▼
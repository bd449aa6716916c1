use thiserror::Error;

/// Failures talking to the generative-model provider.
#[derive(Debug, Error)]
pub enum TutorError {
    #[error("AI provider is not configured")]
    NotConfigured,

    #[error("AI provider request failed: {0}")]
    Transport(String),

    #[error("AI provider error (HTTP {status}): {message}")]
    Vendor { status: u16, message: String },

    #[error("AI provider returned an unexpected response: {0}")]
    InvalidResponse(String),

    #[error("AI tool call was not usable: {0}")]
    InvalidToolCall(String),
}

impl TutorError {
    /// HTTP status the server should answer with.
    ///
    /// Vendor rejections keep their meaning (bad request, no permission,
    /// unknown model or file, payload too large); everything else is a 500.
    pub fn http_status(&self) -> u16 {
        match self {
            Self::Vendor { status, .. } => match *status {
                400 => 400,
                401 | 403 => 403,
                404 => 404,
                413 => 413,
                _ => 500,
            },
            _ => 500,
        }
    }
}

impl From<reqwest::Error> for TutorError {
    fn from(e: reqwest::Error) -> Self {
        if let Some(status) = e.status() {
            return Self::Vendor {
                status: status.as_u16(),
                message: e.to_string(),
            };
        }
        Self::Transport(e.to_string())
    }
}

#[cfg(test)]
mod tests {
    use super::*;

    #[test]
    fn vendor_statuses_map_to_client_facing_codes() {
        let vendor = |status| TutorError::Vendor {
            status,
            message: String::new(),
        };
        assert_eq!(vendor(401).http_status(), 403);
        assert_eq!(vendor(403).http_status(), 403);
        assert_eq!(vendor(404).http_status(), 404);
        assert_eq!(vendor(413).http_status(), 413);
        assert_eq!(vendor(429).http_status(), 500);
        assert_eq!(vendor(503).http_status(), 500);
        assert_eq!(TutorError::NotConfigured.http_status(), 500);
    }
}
▲
- _Task description_:
Scan the records above for the word "model". Show each line in which it appears.

- _Output of the exercise_:
/// Failures talking to the generative-model provider.
    /// unknown model or file, payload too large); everything else is a 500.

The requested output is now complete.